The Victorian Order of Nurses for Canada (VON) is planning to use IT to change the way it delivers home and community health care to its clients.
For thousands of front-line VON care providers, scheduling house calls, communicating with local VON branches, and accessing electronic patient information is a time-consuming and slow ordeal.
“A key area for our sector is planning and scheduling,” Francois Couillard, chief operating officer at VON, said. “We’ve got thousands of staff members driving hundreds of kilometres every week and our ability to track and communicate with them is crucial. Right now, we’re relying on antiquated technologies.”
Instead of sending off an e-mail to a health-care worker on the road, Couillard said, staff members might receive their information a few days ahead of time via fax. This can lead to outdated information and fails to provide front-line workers an effective way to communicate back to local branches.
The non-profit health firm’s ultimate goal is to roll out an integrated information management system that staff can connect to via their mobile phones. Couillard said this type of project has become increasingly popular at the hospital level, especially dealing with physician availability.
“A handheld device for everybody on the road is the vision,” he said. “This will connect with a planning and scheduling system that’s very precise and not paper-based. We’re going to need to make changes on-the-fly, based on the availability of our staff or changes in demand from our clients.”
Field workers might also be able to take digital pictures on-site and send them back to the office for clinical support from local experts, he added.
To pull all of this off, VON has entered into a two-year, $10-million deal with IBM Canada Ltd. The company will help develop the integrated management system and will also work to connect it with VON’s human resources, talent management, finance and accounting departments.
Barry Burk, general manager of the health-care market at IBM Canada, said that his company has learned a lot about dealing with mobile workers through its work with delivery and courier organizations.
“When trying to deliver health care in a smarter way, we realize that you need to look at enabling staff at the point-of-care,” he said. “Once you’ve got everything instrumented and you’re getting information fed directly back from the patient and back to VON employees, than you’ve got data you can really start to use.”
And according to Couillard, that means the ability for staff to interconnect with provincial health care records in the field. VON hopes more real-time mobile communication will ultimately lead to better integration of home and community care into other parts of the health care system.
“It will get the communication going in both ways,” he said. Provincial authorities will be able to send information about VON clients and the kind of care plans they require, while VON will be able to provide updates and other information back to the province.
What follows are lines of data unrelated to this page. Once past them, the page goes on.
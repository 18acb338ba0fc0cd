//! JSON Interop Tests
//!
//! These tests verify:
//! - Documents serialize to extended JSON shapes
//! - JSON input keeps key order and maps numbers to the narrowest type
//! - Extended shapes are read back into typed values

use docwire::bson::{from_json, parse_json, Binary, ObjectId, Regex, Value};
use docwire::{doc, DriverError};
use serde_json::json;

// =============================================================================
// Serialize
// =============================================================================

#[test]
fn test_plain_values_serialize_naturally() {
    let document = doc! {
        "s" => "x",
        "i" => 5,
        "d" => 1.5,
        "b" => true,
        "n" => Value::Null,
        "a" => vec![1, 2],
        "o" => doc! { "k" => "v" },
    };

    let text = serde_json::to_string(&document).unwrap();
    assert_eq!(
        text,
        r#"{"s":"x","i":5,"d":1.5,"b":true,"n":null,"a":[1,2],"o":{"k":"v"}}"#
    );
}

#[test]
fn test_extended_shapes() {
    let oid = ObjectId::from_bytes([0xAB; 12]);
    let document = doc! {
        "oid" => oid,
        "date" => Value::DateTime(1234),
        "long" => 1i64,
        "bin" => Binary::with_subtype(Binary::UUID, vec![1u8, 2, 3]),
        "re" => Regex::new("^x", "m"),
        "min" => Value::MinKey,
        "max" => Value::MaxKey,
    };

    let json = serde_json::to_value(&document).unwrap();
    assert_eq!(
        json,
        json!({
            "oid": { "$oid": "abababababababababababab" },
            "date": { "$date": 1234 },
            "long": { "$numberLong": "1" },
            "bin": { "$binary": { "base64": "AQID", "subType": "03" } },
            "re": { "$regex": "^x", "$options": "m" },
            "min": { "$minKey": 1 },
            "max": { "$maxKey": 1 },
        })
    );
}

// =============================================================================
// From JSON
// =============================================================================

#[test]
fn test_key_order_is_preserved() {
    let document = parse_json(r#"{"zeta": 1, "alpha": 2, "mid": 3}"#).unwrap();
    assert_eq!(document.keys().collect::<Vec<_>>(), vec!["zeta", "alpha", "mid"]);
}

#[test]
fn test_number_mapping() {
    let document = parse_json(r#"{"small": 7, "big": 5000000000, "real": 2.5}"#).unwrap();
    assert_eq!(document.get("small"), Some(&Value::Int32(7)));
    assert_eq!(document.get("big"), Some(&Value::Int64(5_000_000_000)));
    assert_eq!(document.get("real"), Some(&Value::Double(2.5)));
}

#[test]
fn test_extended_shapes_round_trip() {
    let original = doc! {
        "oid" => ObjectId::from_bytes([7; 12]),
        "date" => Value::DateTime(-5),
        "long" => 12i64,
        "bin" => Binary::new(vec![0u8, 255]),
        "re" => Regex::new("a+", ""),
        "min" => Value::MinKey,
        "max" => Value::MaxKey,
        "nested" => doc! { "list" => vec![Value::Null, Value::Boolean(false)] },
    };

    let json = serde_json::to_value(&original).unwrap();
    assert_eq!(from_json(json).unwrap(), original);
}

#[test]
fn test_query_operators_stay_documents() {
    let document = parse_json(r#"{"age": {"$gt": 21, "$lt": 65}}"#).unwrap();
    let age = document.get_document("age").unwrap();
    assert_eq!(age.get_i32("$gt").unwrap(), 21);
    assert_eq!(age.get_i32("$lt").unwrap(), 65);
}

#[test]
fn test_regex_with_other_operator_is_a_document() {
    let document = parse_json(r#"{"name": {"$regex": "^a", "$ne": "ab"}}"#).unwrap();
    assert!(document.get_document("name").is_ok());
}

#[test]
fn test_non_object_root() {
    match from_json(json!([1, 2])) {
        Err(DriverError::TypeMismatch { key, found, .. }) => {
            assert_eq!(key, "<root>");
            assert_eq!(found, "array");
        }
        other => panic!("Expected TypeMismatch, got {:?}", other),
    }
}

#[test]
fn test_invalid_input() {
    assert!(matches!(parse_json("{not json"), Err(DriverError::Config(_))));
    assert!(matches!(
        parse_json(r#"{"id": {"$oid": "xyz"}}"#),
        Err(DriverError::Config(_))
    ));
    assert!(matches!(
        parse_json(r#"{"n": {"$numberLong": 5}}"#),
        Err(DriverError::Config(_))
    ));
}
For example, the Ontario Association of Community Care Access Centres (OACCAC) wants to ensure that VON clients are getting continuity in the care they receive. “Patients don’t like to have a different nurse coming in every day to see them, so the more continuity we can provide, the better,” Couillard said. “With the new system, we’ll be able to report that back in an efficient manner.”
Currently, VON is in the process of rolling out about 300 handhelds to staff this year, with another 400 handhelds expected by next year. During this time, IBM will implement application management of back-office functions, new hardware, portal software, and other services to support the new wireless handheld devices.